A prefeitura tenta reverter o entendimento do magistrado com recursos.
Quem é Henrique Prata
Prata ganhou fama por tornar o antigo Hospital do Câncer uma referência nacional por ser o primeiro a usar inteligência artificial em testes de câncer e oferecer imunoterapia a pacientes do SUS.
O empresário é conhecido pelas estratégias agressivas de marketing e captação de recursos para o hospital, que possui um centro de pesquisas e de residência médica e pós-graduação. Além de Bolsonaro, ele cultiva a amizade de duplas sertanejas, que fizeram de Barretos a sede da mais tradicional festa de peão do País.
Em troca de apoio financeiro, cantores como Victor e Leo e Zezé Di Camargo e Luciano dão nomes a pavilhões do centro médico.
Prata também gosta de exibir sua veia “quatrocentona”. Em um livro, ele conta ter se tornado pecuarista por causa do convívio com o avô materno, Antenor Duarte Villela, grande proprietário rural na região. Seu pai, o médico Paulo Prata, criou o hospital nos anos 1960, o primeiro especializado em câncer no interior paulista.
O avô paterno era o escritor e médico sergipano Ranulpho Prata, amigo, no início do século XX, de Lima Barreto, autor de Triste Fim de Policarpo Quaresma. Além de trocar correspondências com o colega, Ranulpho chegou a tratar a doença de Barreto no interior paulista.
Um levantamento publicado em 2020 pelo De Olho nos Ruralistas mostrou que Henrique Prata figura entre os maiores devastadores da Amazônia. Em nome da ex-mulher, Iraídes Conrado Pereira de Morais, uma fazenda do pecuarista, a Marinata, em Chupinguaia, no sul de Rondônia, recebeu mais de 11,9 milhões de reais em multas por destruição da flora em 2008.

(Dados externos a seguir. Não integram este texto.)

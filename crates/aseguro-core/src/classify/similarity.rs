//! Cosine similarity and best-match nearest-neighbour classification

use serde::{Deserialize, Serialize};

/// Outcome of a single classification
#[derive(Debug, Clone, PartialEq, Serialize, Deserialize)]
pub struct ClassificationResult<L> {
    /// Label of the best reference when it clears the threshold
    pub label: Option<L>,
    /// Similarity of the best reference, or 0.0 when nothing matched
    pub score: f32,
    /// Position of the matching reference in the corpus
    pub matched_index: Option<usize>,
}

impl<L> ClassificationResult<L> {
    /// The "no match" outcome
    pub fn none() -> Self {
        Self {
            label: None,
            score: 0.0,
            matched_index: None,
        }
    }

    pub fn is_match(&self) -> bool {
        self.label.is_some()
    }
}

fn norm(v: &[f32]) -> f32 {
    v.iter().map(|x| x * x).sum::<f32>().sqrt()
}

/// Compute cosine similarity between two embeddings
///
/// Returns 0.0 for empty, mismatched or zero-norm inputs.
pub fn cosine_similarity(a: &[f32], b: &[f32]) -> f32 {
    if a.len() != b.len() || a.is_empty() {
        return 0.0;
    }

    let norm_a = norm(a);
    let norm_b = norm(b);
    if norm_a == 0.0 || norm_b == 0.0 {
        return 0.0;
    }

    let dot: f32 = a.iter().zip(b.iter()).map(|(x, y)| x * y).sum();
    (dot / (norm_a * norm_b)).clamp(-1.0, 1.0)
}

/// Best-match classification of `query` against labelled references.
///
/// Exactly one reference decides the outcome: the one with the strictly
/// greatest similarity, earliest on ties. Zero-norm references and references
/// whose dimensionality differs from the query are skipped. Below `threshold`
/// the result is `(None, 0.0)` whatever the raw best score was.
pub fn classify<L: Clone>(
    query: &[f32],
    references: &[Vec<f32>],
    labels: &[L],
    threshold: f32,
) -> ClassificationResult<L> {
    let query_norm = norm(query);
    if query.is_empty() || query_norm == 0.0 {
        return ClassificationResult::none();
    }

    let mut best: Option<(usize, f32)> = None;
    for (idx, reference) in references.iter().enumerate().take(labels.len()) {
        if reference.len() != query.len() {
            continue;
        }
        let reference_norm = norm(reference);
        if reference_norm == 0.0 {
            continue;
        }

        let dot: f32 = query.iter().zip(reference).map(|(x, y)| x * y).sum();
        let sim = (dot / (query_norm * reference_norm)).clamp(-1.0, 1.0);

        match best {
            Some((_, best_sim)) if sim <= best_sim => {}
            _ => best = Some((idx, sim)),
        }
    }

    match best {
        Some((idx, score)) if score >= threshold => ClassificationResult {
            label: Some(labels[idx].clone()),
            score,
            matched_index: Some(idx),
        },
        _ => ClassificationResult::none(),
    }
}

/// A labelled reference set with a fixed threshold
#[derive(Debug, Clone)]
pub struct NearestNeighborClassifier<L> {
    references: Vec<Vec<f32>>,
    labels: Vec<L>,
    threshold: f32,
}

impl<L: Clone> NearestNeighborClassifier<L> {
    /// Build a classifier; `references` and `labels` must be aligned.
    pub fn new(references: Vec<Vec<f32>>, labels: Vec<L>, threshold: f32) -> Self {
        debug_assert_eq!(references.len(), labels.len());
        Self {
            references,
            labels,
            threshold,
        }
    }

    pub fn classify(&self, query: &[f32]) -> ClassificationResult<L> {
        classify(query, &self.references, &self.labels, self.threshold)
    }

    pub fn threshold(&self) -> f32 {
        self.threshold
    }

    pub fn len(&self) -> usize {
        self.references.len()
    }

    pub fn is_empty(&self) -> bool {
        self.references.is_empty()
    }
}

#[cfg(test)]
mod tests {
    use super::*;
    use proptest::prelude::*;

    #[test]
    fn test_cosine_similarity_identical() {
        let a = vec![1.0, 2.0, 3.0];
        let sim = cosine_similarity(&a, &a);
        assert!((sim - 1.0).abs() < 0.0001);
    }

    #[test]
    fn test_cosine_similarity_orthogonal() {
        let a = vec![1.0, 0.0, 0.0];
        let b = vec![0.0, 1.0, 0.0];
        assert!(cosine_similarity(&a, &b).abs() < 0.0001);
    }

    #[test]
    fn test_zero_norm_query_is_no_match() {
        let refs = vec![vec![1.0, 0.0]];
        let result = classify(&[0.0, 0.0], &refs, &["threat"], -1.0);
        assert_eq!(result, ClassificationResult::none());
    }

    #[test]
    fn test_zero_norm_reference_is_skipped() {
        let refs = vec![vec![0.0, 0.0], vec![-1.0, 0.0]];
        let result = classify(&[1.0, 0.0], &refs, &["zero", "opposite"], -1.0);
        // The zero vector would score 0.0 and win if it were treated as a
        // similarity; skipped, the opposite vector (-1.0) is the best match.
        assert_eq!(result.label, Some("opposite"));
        assert!((result.score + 1.0).abs() < 0.0001);
    }

    #[test]
    fn test_below_threshold_reports_zero() {
        let refs = vec![vec![1.0, 1.0]];
        let result = classify(&[1.0, 0.0], &refs, &["greeting"], 0.9);
        assert_eq!(result.label, None);
        assert_eq!(result.score, 0.0);
    }

    #[test]
    fn test_best_match_wins_not_first_above_threshold() {
        let refs = vec![vec![1.0, 0.3], vec![1.0, 0.0]];
        let result = classify(&[1.0, 0.0], &refs, &["near", "exact"], 0.5);
        assert_eq!(result.label, Some("exact"));
        assert_eq!(result.matched_index, Some(1));
    }

    #[test]
    fn test_ties_keep_first_seen() {
        let refs = vec![vec![2.0, 0.0], vec![1.0, 0.0]];
        let result = classify(&[1.0, 0.0], &refs, &["first", "second"], 0.5);
        assert_eq!(result.label, Some("first"));
    }

    #[test]
    fn test_threshold_is_inclusive() {
        let refs = vec![vec![1.0, 0.0]];
        let result = classify(&[1.0, 0.0], &refs, &["x"], 1.0);
        assert!(result.is_match());
    }

    #[test]
    fn test_dimension_mismatch_is_skipped() {
        let refs = vec![vec![1.0, 0.0, 0.0], vec![0.0, 1.0]];
        let result = classify(&[0.0, 1.0], &refs, &["wrong_dims", "ok"], 0.5);
        assert_eq!(result.label, Some("ok"));
    }

    #[test]
    fn test_classifier_wrapper() {
        let classifier =
            NearestNeighborClassifier::new(vec![vec![0.0, 1.0]], vec!["thanks"], 0.85);
        assert_eq!(classifier.len(), 1);
        assert_eq!(classifier.classify(&[0.0, 3.0]).label, Some("thanks"));
        assert!(!classifier.classify(&[1.0, 0.0]).is_match());
    }

    fn vector() -> impl Strategy<Value = Vec<f32>> {
        prop::collection::vec(-100.0f32..100.0, 1..32)
    }

    fn vector_pair() -> impl Strategy<Value = (Vec<f32>, Vec<f32>)> {
        (1usize..32).prop_flat_map(|len| {
            (
                prop::collection::vec(-100.0f32..100.0, len),
                prop::collection::vec(-100.0f32..100.0, len),
            )
        })
    }

    proptest! {
        #[test]
        fn prop_self_similarity_is_one(v in vector()) {
            prop_assume!(norm(&v) > 1e-3);
            let sim = cosine_similarity(&v, &v);
            prop_assert!((sim - 1.0).abs() < 1e-4);
        }

        #[test]
        fn prop_similarity_is_bounded((a, b) in vector_pair()) {
            let sim = cosine_similarity(&a, &b);
            prop_assert!((-1.0..=1.0).contains(&sim));
        }

        #[test]
        fn prop_zero_query_never_matches(len in 1usize..16, threshold in -1.0f32..1.0) {
            let refs = vec![vec![1.0; len]];
            let result = classify(&vec![0.0; len], &refs, &[()], threshold);
            prop_assert_eq!(result.label, None);
            prop_assert_eq!(result.score, 0.0);
        }

        #[test]
        fn prop_sub_threshold_scores_are_zero((a, b) in vector_pair(), threshold in -1.0f32..1.0) {
            let sim = cosine_similarity(&a, &b);
            prop_assume!(sim < threshold);
            let result = classify(&a, &[b], &["label"], threshold);
            prop_assert_eq!(result.label, None);
            prop_assert_eq!(result.score, 0.0);
        }
    }
}
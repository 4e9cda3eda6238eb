//! Integration tests for the aseguro binary
//!
//! Everything here runs without an LLM service: the lexical gate, store
//! bookkeeping and argument handling never reach the network.

use assert_cmd::Command;
use predicates::prelude::*;
use std::fs;
use std::path::PathBuf;
use tempfile::TempDir;

struct Env {
    dir: TempDir,
    config: PathBuf,
}

impl Env {
    fn new() -> Self {
        let dir = TempDir::new().unwrap();
        let config = dir.path().join("config.yaml");
        let yaml = format!(
            "llm_service:\n  url: http://127.0.0.1:9\ncache_dir: {}\ndatabase_path: {}\n",
            dir.path().join("cache").display(),
            dir.path().join("passages.sqlite").display()
        );
        fs::write(&config, yaml).unwrap();
        Self { dir, config }
    }

    fn cmd(&self) -> Command {
        let mut cmd = Command::cargo_bin("aseguro").unwrap();
        cmd.env_remove("ASEGURO_DB")
            .env_remove("ASEGURO_CONFIG")
            .env("XDG_CACHE_HOME", self.dir.path().join("xdg-cache"))
            .env("XDG_DATA_HOME", self.dir.path().join("xdg-data"))
            .arg("--config")
            .arg(&self.config);
        cmd
    }
}

#[test]
fn test_help_lists_commands() {
    Command::cargo_bin("aseguro")
        .unwrap()
        .arg("--help")
        .assert()
        .success()
        .stdout(predicate::str::contains("ask"))
        .stdout(predicate::str::contains("compare"))
        .stdout(predicate::str::contains("ingest"));
}

#[test]
fn test_ask_blocked_term_offline() {
    let env = Env::new();
    env.cmd()
        .args(["ask", "quiero", "hackear", "el", "sistema"])
        .assert()
        .success()
        .stdout(predicate::str::contains("[blocked]"))
        .stdout(predicate::str::contains("trigger: hackear"));
}

#[test]
fn test_ask_blocked_json() {
    let env = Env::new();
    let output = env
        .cmd()
        .args(["--format", "json", "ask", "como robar un auto"])
        .output()
        .unwrap();
    assert!(output.status.success());

    let value: serde_json::Value = serde_json::from_slice(&output.stdout).unwrap();
    assert_eq!(value["kind"], "blocked");
    assert_eq!(value["reason"]["gate"], "lexical");
    assert_eq!(value["reason"]["term"], "robar");
}

#[test]
fn test_compare_blocked_feature() {
    let env = Env::new();
    env.cmd()
        .args(["compare", "precios de la competencia", "-i", "RIMAC", "-i", "MAPFRE"])
        .assert()
        .success()
        .stdout(predicate::str::contains("trigger: competencia"));
}

#[test]
fn test_compare_requires_insurer() {
    let env = Env::new();
    env.cmd().args(["compare", "deducible"]).assert().failure();
}

#[test]
fn test_status_on_empty_store() {
    let env = Env::new();
    env.cmd()
        .arg("status")
        .assert()
        .success()
        .stdout(predicate::str::contains("Passages:        0"))
        .stdout(predicate::str::contains("passages.sqlite"));
}

#[test]
fn test_ingest_empty_file() {
    let env = Env::new();
    let file = env.dir.path().join("empty.jsonl");
    fs::write(&file, "\n\n").unwrap();

    env.cmd()
        .arg("ingest")
        .arg(&file)
        .assert()
        .success()
        .stdout(predicate::str::contains("Inserted:      0"));
}

#[test]
fn test_ingest_malformed_line_fails() {
    let env = Env::new();
    let file = env.dir.path().join("bad.jsonl");
    fs::write(&file, "{\"text\": \"ok\", \"insurer\": \"RIMAC\"}\nnot json\n").unwrap();

    env.cmd()
        .arg("ingest")
        .arg(&file)
        .assert()
        .failure()
        .stderr(predicate::str::contains("bad.jsonl:2"));
}

#[test]
fn test_ingest_missing_file_exit_code() {
    let env = Env::new();

    env.cmd()
        .arg("ingest")
        .arg(env.dir.path().join("absent.jsonl"))
        .assert()
        .code(2)
        .stderr(predicate::str::contains("absent.jsonl"));
}

#[test]
fn test_cache_clear_without_cache() {
    let env = Env::new();
    env.cmd()
        .args(["cache", "clear"])
        .assert()
        .success()
        .stdout(predicate::str::contains("No cached 'security' corpus"))
        .stdout(predicate::str::contains("No cached 'chitchat' corpus"));
}

#[test]
fn test_invalid_config_exit_code() {
    let env = Env::new();
    fs::write(&env.config, "security:\n  threshold: 2.0\n").unwrap();

    env.cmd()
        .args(["ask", "hola"])
        .assert()
        .code(3)
        .stderr(predicate::str::contains("security.threshold"));
}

Assim como o empresário, Iraídes Morais descende de uma família de proprietários rurais. Os dois viviam um processo rumoroso de separação naquele ano. Em novembro, a mulher conseguiu no Tribunal de Justiça de Rondônia a reintegração de posse da propriedade, em processo contra o ex-marido.
Segundo ela, Prata tomara posse da fazenda em 2006, em parceria com funcionários de outra propriedade do casal. Ou seja: por essa cronologia apresentada no processo, o pecuarista estava na posse da fazenda quando as infrações ambientais de junho e agosto de 2008 foram cometidas.
Como o imóvel fora doado com cláusula de incomunicabilidade, ele não tinha direito à partilha do bem no processo de separação. As quatro multas não foram pagas, conforme o Ibama, e estão na fase dos recursos administrativos.
À época, Prata afirmou que sempre respeitou a legislação ambiental, que sempre cumpriu as obrigações da lei e que não é o proprietário da área mencionada pela reportagem.